Requirement: Using the records provided below, locate and copy each line that contains the word "validate".

Data for this task:
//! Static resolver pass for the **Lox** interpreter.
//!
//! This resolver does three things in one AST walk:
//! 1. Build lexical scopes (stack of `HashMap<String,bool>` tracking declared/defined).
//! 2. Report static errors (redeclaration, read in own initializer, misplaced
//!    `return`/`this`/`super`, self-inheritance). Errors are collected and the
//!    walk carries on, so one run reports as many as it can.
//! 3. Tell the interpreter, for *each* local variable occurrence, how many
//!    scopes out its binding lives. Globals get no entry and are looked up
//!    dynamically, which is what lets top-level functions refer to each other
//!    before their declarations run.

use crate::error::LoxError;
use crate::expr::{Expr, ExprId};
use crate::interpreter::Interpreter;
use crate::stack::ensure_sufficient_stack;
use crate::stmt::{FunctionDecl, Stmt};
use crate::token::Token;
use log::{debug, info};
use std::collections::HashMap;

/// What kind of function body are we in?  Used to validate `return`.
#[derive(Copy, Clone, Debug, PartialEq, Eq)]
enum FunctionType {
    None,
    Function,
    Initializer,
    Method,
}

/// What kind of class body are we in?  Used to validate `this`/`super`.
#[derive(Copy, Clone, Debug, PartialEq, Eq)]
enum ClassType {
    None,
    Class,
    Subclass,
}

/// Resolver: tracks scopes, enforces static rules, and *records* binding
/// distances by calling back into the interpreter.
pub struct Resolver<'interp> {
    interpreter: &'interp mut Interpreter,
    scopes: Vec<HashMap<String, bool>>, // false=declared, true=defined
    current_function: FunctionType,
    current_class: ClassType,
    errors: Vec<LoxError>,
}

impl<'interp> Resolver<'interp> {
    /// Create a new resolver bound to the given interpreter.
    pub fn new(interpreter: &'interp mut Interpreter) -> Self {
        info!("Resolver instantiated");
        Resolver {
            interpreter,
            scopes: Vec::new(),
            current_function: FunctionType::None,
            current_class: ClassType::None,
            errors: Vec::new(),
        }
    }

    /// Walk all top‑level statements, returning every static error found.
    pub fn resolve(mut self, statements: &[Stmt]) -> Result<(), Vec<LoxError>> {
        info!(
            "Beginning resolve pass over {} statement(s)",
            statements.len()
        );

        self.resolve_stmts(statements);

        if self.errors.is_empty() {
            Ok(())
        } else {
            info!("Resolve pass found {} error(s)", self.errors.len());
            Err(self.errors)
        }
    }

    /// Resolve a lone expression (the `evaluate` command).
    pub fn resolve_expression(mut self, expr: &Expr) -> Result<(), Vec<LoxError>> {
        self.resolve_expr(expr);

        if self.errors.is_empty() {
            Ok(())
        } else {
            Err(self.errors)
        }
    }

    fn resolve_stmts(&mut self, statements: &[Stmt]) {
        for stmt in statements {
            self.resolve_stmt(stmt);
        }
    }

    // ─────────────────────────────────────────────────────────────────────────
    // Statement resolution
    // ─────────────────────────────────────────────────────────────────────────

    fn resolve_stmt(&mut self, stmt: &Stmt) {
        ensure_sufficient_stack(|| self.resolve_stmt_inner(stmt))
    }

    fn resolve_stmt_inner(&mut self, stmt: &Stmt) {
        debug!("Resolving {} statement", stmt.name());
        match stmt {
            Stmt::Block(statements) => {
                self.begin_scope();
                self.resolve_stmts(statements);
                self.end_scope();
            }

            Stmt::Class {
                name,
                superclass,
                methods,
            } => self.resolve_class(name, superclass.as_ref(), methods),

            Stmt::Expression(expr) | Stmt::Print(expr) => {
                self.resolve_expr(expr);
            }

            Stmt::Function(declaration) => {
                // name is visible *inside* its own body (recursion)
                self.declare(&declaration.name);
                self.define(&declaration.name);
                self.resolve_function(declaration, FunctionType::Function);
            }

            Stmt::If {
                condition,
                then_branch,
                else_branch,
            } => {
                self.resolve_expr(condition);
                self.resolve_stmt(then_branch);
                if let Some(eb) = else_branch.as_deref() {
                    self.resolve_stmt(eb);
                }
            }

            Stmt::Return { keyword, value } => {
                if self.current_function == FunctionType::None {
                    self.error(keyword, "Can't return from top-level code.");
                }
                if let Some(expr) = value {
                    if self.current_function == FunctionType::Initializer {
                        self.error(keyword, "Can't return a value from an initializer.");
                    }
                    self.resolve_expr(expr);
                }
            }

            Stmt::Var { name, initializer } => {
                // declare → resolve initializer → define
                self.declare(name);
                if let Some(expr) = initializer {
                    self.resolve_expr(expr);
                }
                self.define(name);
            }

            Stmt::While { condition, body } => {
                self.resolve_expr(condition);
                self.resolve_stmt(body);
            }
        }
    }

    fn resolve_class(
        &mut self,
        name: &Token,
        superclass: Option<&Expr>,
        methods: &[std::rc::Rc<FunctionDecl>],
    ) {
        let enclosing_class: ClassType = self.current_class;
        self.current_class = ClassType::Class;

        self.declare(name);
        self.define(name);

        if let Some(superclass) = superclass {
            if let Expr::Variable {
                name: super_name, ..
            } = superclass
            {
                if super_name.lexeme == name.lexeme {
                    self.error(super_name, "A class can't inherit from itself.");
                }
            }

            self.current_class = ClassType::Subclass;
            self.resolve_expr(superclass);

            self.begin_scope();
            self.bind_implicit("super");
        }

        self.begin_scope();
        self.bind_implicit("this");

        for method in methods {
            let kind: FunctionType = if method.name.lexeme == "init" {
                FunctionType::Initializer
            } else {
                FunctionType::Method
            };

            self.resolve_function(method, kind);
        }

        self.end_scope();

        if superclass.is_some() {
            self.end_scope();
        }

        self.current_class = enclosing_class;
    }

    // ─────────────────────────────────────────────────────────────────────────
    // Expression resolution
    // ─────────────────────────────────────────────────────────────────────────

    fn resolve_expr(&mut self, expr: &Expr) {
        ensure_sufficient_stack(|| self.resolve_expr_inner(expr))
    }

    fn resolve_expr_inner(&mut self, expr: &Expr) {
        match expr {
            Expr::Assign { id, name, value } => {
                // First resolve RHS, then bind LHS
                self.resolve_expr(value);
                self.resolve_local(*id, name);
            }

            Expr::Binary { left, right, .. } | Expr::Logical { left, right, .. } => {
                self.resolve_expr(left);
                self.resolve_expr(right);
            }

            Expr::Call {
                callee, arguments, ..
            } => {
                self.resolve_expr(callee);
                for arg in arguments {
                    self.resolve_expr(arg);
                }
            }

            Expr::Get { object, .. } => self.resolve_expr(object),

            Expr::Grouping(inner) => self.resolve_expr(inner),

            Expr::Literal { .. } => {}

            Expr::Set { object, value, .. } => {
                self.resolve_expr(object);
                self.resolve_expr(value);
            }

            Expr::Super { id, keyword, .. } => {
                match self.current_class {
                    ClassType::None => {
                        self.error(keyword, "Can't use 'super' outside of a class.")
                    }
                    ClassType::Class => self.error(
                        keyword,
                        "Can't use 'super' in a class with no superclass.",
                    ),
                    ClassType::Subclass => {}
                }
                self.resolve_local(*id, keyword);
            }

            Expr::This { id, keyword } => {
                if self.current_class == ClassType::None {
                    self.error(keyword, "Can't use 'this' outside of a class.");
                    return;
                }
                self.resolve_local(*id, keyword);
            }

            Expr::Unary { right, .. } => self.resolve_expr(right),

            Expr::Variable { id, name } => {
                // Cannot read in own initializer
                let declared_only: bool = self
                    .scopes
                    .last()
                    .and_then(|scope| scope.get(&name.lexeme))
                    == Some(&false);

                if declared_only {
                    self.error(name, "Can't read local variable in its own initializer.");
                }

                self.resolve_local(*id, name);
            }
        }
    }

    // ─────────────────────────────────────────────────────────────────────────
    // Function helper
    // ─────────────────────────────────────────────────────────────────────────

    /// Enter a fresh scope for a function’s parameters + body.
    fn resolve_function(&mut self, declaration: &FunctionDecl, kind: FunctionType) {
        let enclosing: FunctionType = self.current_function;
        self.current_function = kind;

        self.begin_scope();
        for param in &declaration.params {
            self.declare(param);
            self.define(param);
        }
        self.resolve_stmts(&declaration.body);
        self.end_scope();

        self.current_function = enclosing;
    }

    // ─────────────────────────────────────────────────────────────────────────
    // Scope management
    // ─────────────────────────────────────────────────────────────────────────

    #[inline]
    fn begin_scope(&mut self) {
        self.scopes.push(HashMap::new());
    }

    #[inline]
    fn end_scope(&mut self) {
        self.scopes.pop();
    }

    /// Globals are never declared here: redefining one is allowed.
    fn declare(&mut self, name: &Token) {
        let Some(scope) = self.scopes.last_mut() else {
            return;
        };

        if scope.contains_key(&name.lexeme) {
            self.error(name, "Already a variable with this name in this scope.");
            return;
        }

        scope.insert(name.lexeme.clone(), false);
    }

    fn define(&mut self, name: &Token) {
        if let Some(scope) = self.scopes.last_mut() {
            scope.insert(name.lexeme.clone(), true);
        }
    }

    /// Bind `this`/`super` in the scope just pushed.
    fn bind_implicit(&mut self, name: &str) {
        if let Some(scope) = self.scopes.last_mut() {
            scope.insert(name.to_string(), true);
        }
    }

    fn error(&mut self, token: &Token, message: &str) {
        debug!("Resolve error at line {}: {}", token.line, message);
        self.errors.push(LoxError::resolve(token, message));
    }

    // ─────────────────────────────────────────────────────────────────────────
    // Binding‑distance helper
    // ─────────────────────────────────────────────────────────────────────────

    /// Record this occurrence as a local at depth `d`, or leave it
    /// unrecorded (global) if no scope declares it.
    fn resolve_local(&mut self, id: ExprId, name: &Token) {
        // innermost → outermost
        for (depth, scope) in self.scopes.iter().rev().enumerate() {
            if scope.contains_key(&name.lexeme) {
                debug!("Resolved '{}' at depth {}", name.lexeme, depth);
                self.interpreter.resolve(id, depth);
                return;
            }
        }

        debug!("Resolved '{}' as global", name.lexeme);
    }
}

Answer to the problem:
/// What kind of function body are we in?  Used to validate `return`.
/// What kind of class body are we in?  Used to validate `this`/`super`.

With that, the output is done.